Saved entries:
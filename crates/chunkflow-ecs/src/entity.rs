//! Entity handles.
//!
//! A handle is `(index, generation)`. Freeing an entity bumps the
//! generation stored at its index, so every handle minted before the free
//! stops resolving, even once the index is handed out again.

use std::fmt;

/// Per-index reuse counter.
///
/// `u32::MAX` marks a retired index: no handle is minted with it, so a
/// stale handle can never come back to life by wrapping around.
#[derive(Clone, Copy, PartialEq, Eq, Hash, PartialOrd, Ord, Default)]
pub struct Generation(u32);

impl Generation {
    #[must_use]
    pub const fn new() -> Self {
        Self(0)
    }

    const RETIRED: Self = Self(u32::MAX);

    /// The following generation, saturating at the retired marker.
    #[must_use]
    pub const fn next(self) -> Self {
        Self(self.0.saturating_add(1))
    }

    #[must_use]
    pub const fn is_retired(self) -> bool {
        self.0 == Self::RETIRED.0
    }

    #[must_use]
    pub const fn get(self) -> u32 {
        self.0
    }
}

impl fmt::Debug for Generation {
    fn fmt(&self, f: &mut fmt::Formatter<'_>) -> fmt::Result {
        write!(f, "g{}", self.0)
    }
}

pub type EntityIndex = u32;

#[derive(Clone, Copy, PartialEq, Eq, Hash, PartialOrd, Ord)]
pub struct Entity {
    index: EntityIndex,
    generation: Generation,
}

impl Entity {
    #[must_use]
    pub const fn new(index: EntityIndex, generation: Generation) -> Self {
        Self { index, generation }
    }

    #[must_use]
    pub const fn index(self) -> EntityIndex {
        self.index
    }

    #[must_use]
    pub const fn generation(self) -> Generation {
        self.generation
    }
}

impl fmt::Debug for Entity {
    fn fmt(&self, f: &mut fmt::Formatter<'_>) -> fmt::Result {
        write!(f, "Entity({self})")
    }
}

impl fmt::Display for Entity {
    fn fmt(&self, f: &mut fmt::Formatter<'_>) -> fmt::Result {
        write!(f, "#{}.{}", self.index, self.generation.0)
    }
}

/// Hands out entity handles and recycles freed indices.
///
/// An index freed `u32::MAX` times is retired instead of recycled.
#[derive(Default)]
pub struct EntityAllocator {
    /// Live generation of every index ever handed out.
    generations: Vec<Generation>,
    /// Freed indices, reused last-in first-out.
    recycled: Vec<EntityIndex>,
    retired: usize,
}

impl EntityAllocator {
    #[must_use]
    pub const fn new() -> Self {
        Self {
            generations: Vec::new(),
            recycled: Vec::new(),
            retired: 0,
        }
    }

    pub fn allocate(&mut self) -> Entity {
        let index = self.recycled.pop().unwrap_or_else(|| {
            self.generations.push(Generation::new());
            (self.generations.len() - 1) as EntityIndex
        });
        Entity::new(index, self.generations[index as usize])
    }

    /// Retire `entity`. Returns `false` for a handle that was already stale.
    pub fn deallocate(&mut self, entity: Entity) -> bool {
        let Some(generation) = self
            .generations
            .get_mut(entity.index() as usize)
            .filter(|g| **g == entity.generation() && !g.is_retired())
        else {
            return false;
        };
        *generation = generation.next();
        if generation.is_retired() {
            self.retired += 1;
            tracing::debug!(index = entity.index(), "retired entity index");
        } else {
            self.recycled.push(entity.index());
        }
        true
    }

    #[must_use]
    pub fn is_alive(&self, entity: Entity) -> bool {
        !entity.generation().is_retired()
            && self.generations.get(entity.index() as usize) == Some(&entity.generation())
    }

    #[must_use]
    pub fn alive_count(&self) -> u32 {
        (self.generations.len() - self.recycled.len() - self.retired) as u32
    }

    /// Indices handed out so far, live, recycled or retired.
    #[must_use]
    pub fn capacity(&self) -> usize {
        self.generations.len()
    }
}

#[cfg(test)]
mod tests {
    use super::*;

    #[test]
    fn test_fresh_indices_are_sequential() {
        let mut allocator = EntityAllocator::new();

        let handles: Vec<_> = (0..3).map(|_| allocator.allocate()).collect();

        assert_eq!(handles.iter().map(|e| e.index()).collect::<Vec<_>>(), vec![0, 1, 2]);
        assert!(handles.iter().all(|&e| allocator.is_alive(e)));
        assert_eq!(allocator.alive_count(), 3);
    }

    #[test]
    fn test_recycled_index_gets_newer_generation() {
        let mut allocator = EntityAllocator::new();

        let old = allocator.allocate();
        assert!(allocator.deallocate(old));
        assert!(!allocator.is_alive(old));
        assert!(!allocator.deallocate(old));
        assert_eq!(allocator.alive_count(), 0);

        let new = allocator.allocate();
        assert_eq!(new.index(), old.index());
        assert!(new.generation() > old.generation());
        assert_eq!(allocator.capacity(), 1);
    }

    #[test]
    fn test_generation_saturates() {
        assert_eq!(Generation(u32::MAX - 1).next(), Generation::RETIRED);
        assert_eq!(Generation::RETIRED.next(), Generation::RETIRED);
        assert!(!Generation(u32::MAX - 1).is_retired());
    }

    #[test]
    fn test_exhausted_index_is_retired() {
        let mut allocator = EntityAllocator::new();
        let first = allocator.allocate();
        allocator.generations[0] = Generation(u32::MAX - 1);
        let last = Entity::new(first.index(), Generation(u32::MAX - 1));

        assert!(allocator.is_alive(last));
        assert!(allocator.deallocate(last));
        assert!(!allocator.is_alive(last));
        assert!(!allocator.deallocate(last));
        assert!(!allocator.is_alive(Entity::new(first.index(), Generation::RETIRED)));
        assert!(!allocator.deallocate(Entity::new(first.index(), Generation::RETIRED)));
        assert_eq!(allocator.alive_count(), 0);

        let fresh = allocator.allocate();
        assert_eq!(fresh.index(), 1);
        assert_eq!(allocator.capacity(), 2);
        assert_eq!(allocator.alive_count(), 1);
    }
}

- _Assignment_:
Please give the number of lines above that contain "derive", without any other words.

- _Exercise solution_:
3